■ **WHAT TO WORK ON**
Exactly how many lines below mention "format"? Answer with that number alone.

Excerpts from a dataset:
◇ ◇ ◇ ◇
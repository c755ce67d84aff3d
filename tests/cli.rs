use assert_cmd::Command;
use predicates::prelude::*;
use std::fs;
use tempfile::TempDir;

use clauselens::DocumentId;

const CONTRACT: &str = "1. Payment. Pay within 30 days.\n2. Confidentiality. Keep secrets.\n";

fn clauselens(dir: &TempDir) -> Command {
    let mut cmd = Command::cargo_bin("clauselens").unwrap();
    cmd.current_dir(dir.path())
        .env_remove("CLAUSELENS_STORAGE")
        .env_remove("OLLAMA_HOST")
        .env("RUST_LOG", "off")
        .arg("--storage")
        .arg(dir.path().join("store"));
    cmd
}

fn ingest(dir: &TempDir) -> DocumentId {
    let file = dir.path().join("contract.txt");
    fs::write(&file, CONTRACT).unwrap();
    clauselens(dir).arg("ingest").arg(&file).assert().success();
    DocumentId::fingerprint(CONTRACT.as_bytes())
}

#[test]
fn test_help_lists_subcommands() {
    Command::cargo_bin("clauselens")
        .unwrap()
        .arg("--help")
        .assert()
        .success()
        .stdout(predicate::str::contains("ingest"))
        .stdout(predicate::str::contains("query"))
        .stdout(predicate::str::contains("records"));
}

#[test]
fn test_ingest_prints_fingerprint() {
    let dir = TempDir::new().unwrap();
    let file = dir.path().join("contract.txt");
    fs::write(&file, CONTRACT).unwrap();
    let id = DocumentId::fingerprint(CONTRACT.as_bytes());

    clauselens(&dir)
        .arg("ingest")
        .arg(&file)
        .assert()
        .success()
        .stdout(predicate::str::diff(format!("{}\n", id)));

    let stored = dir.path().join("store").join("texts").join(format!("{}.txt", id));
    assert_eq!(fs::read_to_string(stored).unwrap(), CONTRACT);
}

#[test]
fn test_ingest_missing_file_fails() {
    let dir = TempDir::new().unwrap();

    clauselens(&dir)
        .arg("ingest")
        .arg(dir.path().join("absent.txt"))
        .assert()
        .failure()
        .stderr(predicate::str::contains("failed to read"));
}

#[test]
fn test_status_after_ingest_is_unprocessed() {
    let dir = TempDir::new().unwrap();
    let id = ingest(&dir);

    clauselens(&dir)
        .args(["status", id.as_str(), "--json"])
        .assert()
        .success()
        .stdout(predicate::str::contains("\"state\": \"unprocessed\""));
}

#[test]
fn test_status_of_unknown_document_fails() {
    let dir = TempDir::new().unwrap();

    clauselens(&dir)
        .args(["status", "0123456789abcdef"])
        .assert()
        .failure()
        .stderr(predicate::str::contains("no extracted text found"));
}

#[test]
fn test_query_before_process_fails() {
    let dir = TempDir::new().unwrap();
    let id = ingest(&dir);

    clauselens(&dir)
        .args(["query", id.as_str(), "When must payment occur?", "-k", "1"])
        .assert()
        .failure()
        .stderr(predicate::str::contains("process the document first"));
}

#[test]
fn test_records_before_process_fails() {
    let dir = TempDir::new().unwrap();
    let id = ingest(&dir);

    clauselens(&dir)
        .args(["records", id.as_str(), "--json"])
        .assert()
        .failure()
        .stderr(predicate::str::contains("no index found"));
}

#[test]
fn test_invalid_config_is_reported() {
    let dir = TempDir::new().unwrap();
    let config = dir.path().join("bad.toml");
    fs::write(&config, "[chunking]\nmax_tokens = 0\n").unwrap();

    clauselens(&dir)
        .arg("--config")
        .arg(&config)
        .args(["status", "abc"])
        .assert()
        .failure()
        .stderr(predicate::str::contains("chunking.max_tokens"));
}
mod args;
mod check;
mod document;
mod output;
mod query;

pub use args::{Args, Command};
pub use check::run_check;
pub use document::{run_ingest, run_process, run_records, run_status};
pub use query::run_query;

use anyhow::Result;

use crate::config::ClauseLensConfig;
use crate::rag::RetrievalPipeline;

/// Resolve configuration, build the pipeline once and dispatch the subcommand.
pub async fn run(args: Args) -> Result<()> {
    let mut config = ClauseLensConfig::load(args.config.as_deref())?;
    if let Some(storage) = args.storage {
        config.storage.root = storage;
    }

    let pipeline = RetrievalPipeline::from_config(&config)?;

    let result = match args.command {
        Command::Ingest { file } => run_ingest(&pipeline, &file).await,
        Command::Process { id } => run_process(&pipeline, &id).await,
        Command::Query {
            id,
            question,
            k,
            json,
        } => run_query(&pipeline, &id, &question, k, json).await,
        Command::Status { id, json } => run_status(&pipeline, &id, json).await,
        Command::Records { id, json } => run_records(&pipeline, &id, json).await,
        Command::Check => run_check(&pipeline).await,
    };

    pipeline.shutdown().await;
    result
}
◇ ◇ ◇ ◇
■ **RESPONSE TO THE TASK**
2